Okumoto offers a creative biography of his Japanese American mother, told through her first-person point of view and drawing on her journals.
In 1925, 3-year-old Tome, the fifth of nine children, was sent away by her parents from Pomona, California, to a farm in Gardena, where she was adopted by her aunt and uncle. After her adoptive father died, her adoptive mother married Kawakita, a man who was raised to become a samurai and embody the corresponding principles of Bushido. It was these principles—self-worth, discipline, and integrity chief among them—that Kawakita emphasized while raising her. In the midst of the Great Depression, as Tome was in bed, stricken by polio, Kawakita told her: “You must look beyond what you cannot see….These times are difficult, but you must go beyond what at first appears impossible.” As the years passed, Tome’s resilience was repeatedly tested.

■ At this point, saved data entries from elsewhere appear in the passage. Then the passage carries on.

//! Error types shared across the ramptune crates.

use thiserror::Error;

/// A named stat was absent from a snapshot.
///
/// Never defaulted to zero: a missing stat means the operator named the
/// wrong counter, and a made-up rate would corrupt the ratio.
#[derive(Debug, Clone, PartialEq, Eq, Error)]
#[error("stat not found in snapshot: {0}")]
pub struct LookupError(pub String);

/// Errors raised while loading or validating a `TunerConfig`.
#[derive(Debug, Error)]
pub enum ConfigError {
    #[error("failed to read config file {path}: {source}")]
    Read {
        path: String,
        #[source]
        source: std::io::Error,
    },

    #[error("failed to parse config file {path}: {source}")]
    Parse {
        path: String,
        #[source]
        source: toml::de::Error,
    },

    #[error("invalid config: {0}")]
    Invalid(String),
}

/// Errors talking to the load generator.
#[derive(Debug, Error)]
pub enum TargetError {
    #[error("connection to {address} failed: {reason}")]
    Connect { address: String, reason: String },

    #[error("request to {uri} failed: {reason}")]
    Request { uri: String, reason: String },

    #[error("{uri} returned status {status}")]
    Status { uri: String, status: u16 },

    #[error("failed to decode response from {uri}: {reason}")]
    Decode { uri: String, reason: String },

    #[error("request to {uri} timed out after {timeout_ms}ms")]
    Timeout { uri: String, timeout_ms: u64 },
}
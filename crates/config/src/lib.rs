//! Configuration schema and loader for ringkv nodes.

use ringkv_common::NodeId;
use ringkv_kv::{CoordinatorConfig, ReplicationParams};
use ringkv_storage::{EngineOptions, FsyncPolicy};
use serde::{Deserialize, Serialize};
use std::collections::HashSet;
use std::net::SocketAddr;
use std::path::PathBuf;
use std::time::Duration;

/// Top-level node configuration.
#[derive(Debug, Clone, Serialize, Deserialize)]
pub struct NodeConfig {
    /// This node's listen address.
    pub listen: SocketAddr,

    /// This node's identity in the topology. Defaults to `http://<listen>`.
    #[serde(default, skip_serializing_if = "Option::is_none")]
    pub node_id: Option<NodeId>,

    /// Every cluster member, this node included.
    #[serde(default)]
    pub topology: Vec<NodeId>,

    /// Default N/R/W. Defaults to N = |topology|, R = W = N/2 + 1.
    #[serde(default, skip_serializing_if = "Option::is_none")]
    pub replication: Option<ReplicationParams>,

    /// Deadline for a single replica call, in milliseconds.
    #[serde(default = "default_replica_timeout_ms")]
    pub replica_timeout_ms: u64,

    /// Whether read-repair is enabled.
    #[serde(default = "default_true")]
    pub read_repair: bool,

    /// Ring positions per node.
    #[serde(default = "default_virtual_nodes")]
    pub virtual_nodes: usize,

    /// Storage settings.
    #[serde(default)]
    pub storage: StorageConfig,
}

#[derive(Debug, Clone, Serialize, Deserialize)]
pub struct StorageConfig {
    /// Directory for WAL, segments and MANIFEST.
    #[serde(default = "default_data_dir")]
    pub data_dir: PathBuf,

    /// Fsync policy: "always", "batch", "none".
    #[serde(default = "default_fsync")]
    pub fsync: String,

    /// Flush the memtable to a segment at this size.
    #[serde(default = "default_memtable_flush_bytes")]
    pub memtable_flush_bytes: usize,

    /// Compact once this many segments exist.
    #[serde(default = "default_compaction_trigger_segments")]
    pub compaction_trigger_segments: usize,

    /// How often the background task checks for compaction, in seconds.
    #[serde(default = "default_compaction_interval_secs")]
    pub compaction_interval_secs: u64,

    /// How long tombstones survive compaction, in seconds.
    #[serde(default = "default_tombstone_grace_secs")]
    pub tombstone_grace_secs: u64,
}

impl Default for StorageConfig {
    fn default() -> Self {
        Self {
            data_dir: default_data_dir(),
            fsync: default_fsync(),
            memtable_flush_bytes: default_memtable_flush_bytes(),
            compaction_trigger_segments: default_compaction_trigger_segments(),
            compaction_interval_secs: default_compaction_interval_secs(),
            tombstone_grace_secs: default_tombstone_grace_secs(),
        }
    }
}

// --- Defaults ---

fn default_replica_timeout_ms() -> u64 {
    500
}
fn default_true() -> bool {
    true
}
fn default_virtual_nodes() -> usize {
    ringkv_kv::router::DEFAULT_VIRTUAL_NODES
}
fn default_data_dir() -> PathBuf {
    PathBuf::from("data")
}
fn default_fsync() -> String {
    "batch".to_string()
}
fn default_memtable_flush_bytes() -> usize {
    4 * 1024 * 1024
}
fn default_compaction_trigger_segments() -> usize {
    4
}
fn default_compaction_interval_secs() -> u64 {
    30
}
fn default_tombstone_grace_secs() -> u64 {
    24 * 60 * 60
}

// --- Loading ---

#[derive(Debug, thiserror::Error)]
pub enum ConfigError {
    #[error("failed to read config file: {0}")]
    Io(#[from] std::io::Error),
    #[error("failed to parse YAML: {0}")]
    Yaml(#[from] serde_yaml::Error),
    #[error("invalid config: {0}")]
    Invalid(String),
}

impl NodeConfig {
    pub fn local_id(&self) -> NodeId {
        self.node_id
            .clone()
            .unwrap_or_else(|| NodeId::from_addr(self.listen))
    }

    /// The configured replication, or the majority default for the topology.
    pub fn replication(&self) -> ReplicationParams {
        self.replication
            .unwrap_or_else(|| ReplicationParams::default_for(self.topology.len()))
    }

    pub fn coordinator_config(&self) -> CoordinatorConfig {
        CoordinatorConfig {
            replication: self.replication(),
            replica_timeout: Duration::from_millis(self.replica_timeout_ms),
            read_repair: self.read_repair,
        }
    }

    /// Validate that configuration values are consistent.
    pub fn validate(&self) -> Result<(), ConfigError> {
        if self.topology.is_empty() {
            return Err(ConfigError::Invalid("topology must not be empty".into()));
        }
        let mut seen = HashSet::new();
        for node in &self.topology {
            if !seen.insert(node) {
                return Err(ConfigError::Invalid(format!(
                    "topology lists {} more than once",
                    node
                )));
            }
        }
        let local_id = self.local_id();
        if !seen.contains(&local_id) {
            return Err(ConfigError::Invalid(format!(
                "node_id {} is not in the topology",
                local_id
            )));
        }
        self.replication()
            .validate(self.topology.len())
            .map_err(|e| ConfigError::Invalid(format!("replication: {}", e)))?;
        if self.replica_timeout_ms == 0 {
            return Err(ConfigError::Invalid("replica_timeout_ms must be > 0".into()));
        }
        if self.virtual_nodes == 0 {
            return Err(ConfigError::Invalid("virtual_nodes must be > 0".into()));
        }
        self.storage.validate()
    }
}

impl StorageConfig {
    pub fn validate(&self) -> Result<(), ConfigError> {
        if !["always", "batch", "none"].contains(&self.fsync.to_lowercase().as_str()) {
            return Err(ConfigError::Invalid(format!(
                "storage.fsync must be always, batch or none, got {:?}",
                self.fsync
            )));
        }
        if self.memtable_flush_bytes == 0 {
            return Err(ConfigError::Invalid(
                "storage.memtable_flush_bytes must be > 0".into(),
            ));
        }
        if self.compaction_trigger_segments < 2 {
            return Err(ConfigError::Invalid(
                "storage.compaction_trigger_segments must be >= 2".into(),
            ));
        }
        if self.compaction_interval_secs == 0 {
            return Err(ConfigError::Invalid(
                "storage.compaction_interval_secs must be > 0".into(),
            ));
        }
        Ok(())
    }

    pub fn engine_options(&self) -> EngineOptions {
        EngineOptions {
            fsync: FsyncPolicy::from_str_config(&self.fsync),
            memtable_flush_bytes: self.memtable_flush_bytes,
            tombstone_grace: Duration::from_secs(self.tombstone_grace_secs),
        }
    }

    pub fn compaction_interval(&self) -> Duration {
        Duration::from_secs(self.compaction_interval_secs)
    }
}

/// Load a `NodeConfig` from a YAML file path.
pub fn load_from_file(path: &std::path::Path) -> Result<NodeConfig, ConfigError> {
    let contents = std::fs::read_to_string(path)?;
    load_from_str(&contents)
}

/// Load a `NodeConfig` from a YAML string.
pub fn load_from_str(yaml: &str) -> Result<NodeConfig, ConfigError> {
    let config: NodeConfig = serde_yaml::from_str(yaml)?;
    config.validate()?;
    Ok(config)
}
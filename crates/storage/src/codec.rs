//! On-disk frame format shared by the WAL, segments and segment indexes.
//!
//! Each frame is `[4-byte CRC32][4-byte length][JSON payload]\n`, integers
//! little-endian. The CRC covers the payload only.

use crc32fast::Hasher;
use serde::de::DeserializeOwned;
use serde::Serialize;
use std::io::{self, Read};

#[derive(Debug, thiserror::Error)]
pub enum CodecError {
    #[error("I/O error: {0}")]
    Io(#[from] io::Error),
    #[error("serialization error: {0}")]
    Serde(#[from] serde_json::Error),
    #[error("CRC mismatch: expected {expected:#010x}, got {actual:#010x}")]
    CrcMismatch { expected: u32, actual: u32 },
    #[error("frame truncated")]
    Truncated,
}

/// Bytes of framing around each payload.
pub const FRAME_OVERHEAD: usize = 4 + 4 + 1;

/// Largest payload a frame may declare. Longer length headers are treated
/// as a torn frame.
pub const MAX_FRAME_LEN: usize = 64 * 1024 * 1024;

/// Serialize `value` into one complete frame.
pub fn encode_frame<T: Serialize>(value: &T) -> Result<Vec<u8>, CodecError> {
    let payload = serde_json::to_vec(value)?;

    let mut hasher = Hasher::new();
    hasher.update(&payload);
    let crc = hasher.finalize();

    let mut frame = Vec::with_capacity(payload.len() + FRAME_OVERHEAD);
    frame.extend_from_slice(&crc.to_le_bytes());
    frame.extend_from_slice(&(payload.len() as u32).to_le_bytes());
    frame.extend_from_slice(&payload);
    frame.push(b'\n');
    Ok(frame)
}

/// Read the next frame. Returns `Ok(None)` at a clean end of input, and
/// `Err(CodecError::Truncated)` if the input ends inside a frame.
pub fn read_frame<R: Read, T: DeserializeOwned>(reader: &mut R) -> Result<Option<T>, CodecError> {
    let mut crc_buf = [0u8; 4];
    match read_exact_or_eof(reader, &mut crc_buf)? {
        ReadOutcome::Eof => return Ok(None),
        ReadOutcome::Partial => return Err(CodecError::Truncated),
        ReadOutcome::Full => {}
    }
    let expected = u32::from_le_bytes(crc_buf);

    let mut len_buf = [0u8; 4];
    read_body(reader, &mut len_buf)?;
    let len = u32::from_le_bytes(len_buf) as usize;
    if len > MAX_FRAME_LEN {
        return Err(CodecError::Truncated);
    }

    // The length is not covered by the CRC, so grow the buffer with the
    // bytes actually present instead of allocating `len` up front.
    let mut payload = Vec::with_capacity(len.min(64 * 1024));
    let read = reader.by_ref().take(len as u64).read_to_end(&mut payload)?;
    if read < len {
        return Err(CodecError::Truncated);
    }

    let mut nl = [0u8; 1];
    read_body(reader, &mut nl)?;

    let mut hasher = Hasher::new();
    hasher.update(&payload);
    let actual = hasher.finalize();
    if actual != expected {
        return Err(CodecError::CrcMismatch { expected, actual });
    }

    Ok(Some(serde_json::from_slice(&payload)?))
}

/// Decode a single frame held entirely in `buf`.
pub fn decode_frame<T: DeserializeOwned>(buf: &[u8]) -> Result<T, CodecError> {
    let mut cursor = buf;
    read_frame(&mut cursor)?.ok_or(CodecError::Truncated)
}

enum ReadOutcome {
    Full,
    Partial,
    Eof,
}

fn read_exact_or_eof<R: Read>(reader: &mut R, buf: &mut [u8]) -> io::Result<ReadOutcome> {
    let mut filled = 0;
    while filled < buf.len() {
        match reader.read(&mut buf[filled..]) {
            Ok(0) => {
                return Ok(if filled == 0 {
                    ReadOutcome::Eof
                } else {
                    ReadOutcome::Partial
                })
            }
            Ok(n) => filled += n,
            Err(e) if e.kind() == io::ErrorKind::Interrupted => {}
            Err(e) => return Err(e),
        }
    }
    Ok(ReadOutcome::Full)
}

fn read_body<R: Read>(reader: &mut R, buf: &mut [u8]) -> Result<(), CodecError> {
    match reader.read_exact(buf) {
        Ok(()) => Ok(()),
        Err(e) if e.kind() == io::ErrorKind::UnexpectedEof => Err(CodecError::Truncated),
        Err(e) => Err(CodecError::Io(e)),
    }
}
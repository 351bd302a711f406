//! Benchmarks for the KV layer: ring placement, reconciliation, coordinator.

use criterion::{black_box, criterion_group, criterion_main, BenchmarkId, Criterion};
use ringkv_common::{NodeId, Timestamp};
use ringkv_kv::coordinator::{latest, Coordinator, CoordinatorConfig};
use ringkv_kv::replica_client::InProcessReplicaClient;
use ringkv_kv::router::{Router, DEFAULT_VIRTUAL_NODES};
use ringkv_storage::{EngineOptions, FsyncPolicy, Record, StorageEngine};
use std::sync::Arc;

fn topology(n: usize) -> Vec<NodeId> {
    (0..n)
        .map(|i| NodeId::new(format!("http://10.0.0.{}:7000", i + 1)))
        .collect()
}

// ────────────────────────── Router benchmarks ──────────────────────────

fn bench_router_replicas_for(c: &mut Criterion) {
    let mut group = c.benchmark_group("router_replicas_for");
    for cluster_size in [3, 10, 50] {
        group.bench_with_input(
            BenchmarkId::from_parameter(cluster_size),
            &cluster_size,
            |b, &size| {
                let router = Router::new(topology(size), DEFAULT_VIRTUAL_NODES).unwrap();
                let mut i = 0u64;
                b.iter(|| {
                    let key = format!("key_{}", i);
                    black_box(router.replicas_for(key.as_bytes(), 3));
                    i += 1;
                });
            },
        );
    }
    group.finish();
}

fn bench_router_build(c: &mut Criterion) {
    c.bench_function("router_build_10x64", |b| {
        b.iter(|| black_box(Router::new(topology(10), DEFAULT_VIRTUAL_NODES).unwrap()));
    });
}

// ────────────────────────── Reconciliation ──────────────────────────

fn bench_latest(c: &mut Criterion) {
    let versions: Vec<Option<Record>> = (0..5u64)
        .map(|i| {
            Some(Record::put(
                b"key".to_vec(),
                format!("value_{}", i).into_bytes(),
                Timestamp::from_nanos(100 + (i * 7) % 5),
            ))
        })
        .chain(std::iter::once(None))
        .collect();
    c.bench_function("latest_of_6", |b| b.iter(|| black_box(latest(&versions))));
}

// ────────────────────────── Coordinator benchmarks ──────────────────────────

struct BenchCluster {
    coord: Coordinator<InProcessReplicaClient>,
    _dirs: Vec<tempfile::TempDir>,
}

/// Three engine-backed nodes in one process, coordinated from the first.
fn bench_cluster() -> BenchCluster {
    let nodes = topology(3);
    let options = EngineOptions {
        fsync: FsyncPolicy::None,
        ..EngineOptions::default()
    };

    let mut dirs = Vec::new();
    let mut engines = Vec::new();
    let mut client = InProcessReplicaClient::new();
    for node in &nodes {
        let dir = tempfile::TempDir::new().unwrap();
        let engine = Arc::new(StorageEngine::open(dir.path(), options.clone()).unwrap());
        client.register(node.clone(), engine.clone());
        engines.push(engine);
        dirs.push(dir);
    }

    let router = Arc::new(Router::new(nodes.clone(), DEFAULT_VIRTUAL_NODES).unwrap());
    let config = CoordinatorConfig {
        read_repair: false,
        ..CoordinatorConfig::for_cluster(3)
    };
    let coord = Coordinator::new(
        nodes[0].clone(),
        router,
        engines[0].clone(),
        Arc::new(client),
        config,
    )
    .unwrap();

    BenchCluster { coord, _dirs: dirs }
}

fn bench_coordinator_put(c: &mut Criterion) {
    let rt = tokio::runtime::Runtime::new().unwrap();
    let cluster = bench_cluster();

    c.bench_function("coordinator_put", |b| {
        let mut i = 0u64;
        b.iter(|| {
            rt.block_on(async {
                let key = format!("key_{}", i);
                cluster
                    .coord
                    .put(key.as_bytes(), b"value".to_vec(), None)
                    .await
                    .unwrap();
            });
            i += 1;
        });
    });
}

fn bench_coordinator_get(c: &mut Criterion) {
    let rt = tokio::runtime::Runtime::new().unwrap();
    let cluster = bench_cluster();

    // Pre-populate 1000 keys
    rt.block_on(async {
        for i in 0..1000 {
            cluster
                .coord
                .put(format!("key_{:04}", i).as_bytes(), b"value".to_vec(), None)
                .await
                .unwrap();
        }
    });

    c.bench_function("coordinator_get", |b| {
        let mut i = 0u64;
        b.iter(|| {
            rt.block_on(async {
                let key = format!("key_{:04}", i % 1000);
                black_box(cluster.coord.get(key.as_bytes(), None).await.unwrap());
            });
            i += 1;
        });
    });
}

criterion_group!(
    benches,
    bench_router_replicas_for,
    bench_router_build,
    bench_latest,
    bench_coordinator_put,
    bench_coordinator_get,
);
criterion_main!(benches);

In 1942, the 19-year-old was imprisoned in the Gila River internment camp in Arizona, where she would marry and have her first two children. (The white soldiers and administrators called her “Jap girl,” a slur that recurs throughout the text.) After World War II, she raised her children amid poverty and racism. Still, she cultivated a hope for a future of “balanced humanity,” inspired by the civil rights leaders of the 1960s, and she instilled this hope in her son, this book’s author. Although she was tested by continuous trials, Tome carried the lessons of her adoptive father, and her ikigai—her concept of her unique purpose in life—guided her. Tome died in 2004, but she bequeathed her life story to her son, who’s effectively used her journals, notes, and memories of many conversations to weave a profound story in these pages. His portrayal of her resilience—known as her gaman in Japanese—will inspire readers to reflect upon their own lives: “There are no coincidences in life,” Okumoto recounts; “Just unrecognized patterns.” Overall, this touching and heartwarming story will engage many readers.
An inspirational work that weaves many accounts into an earnest account of tenacity.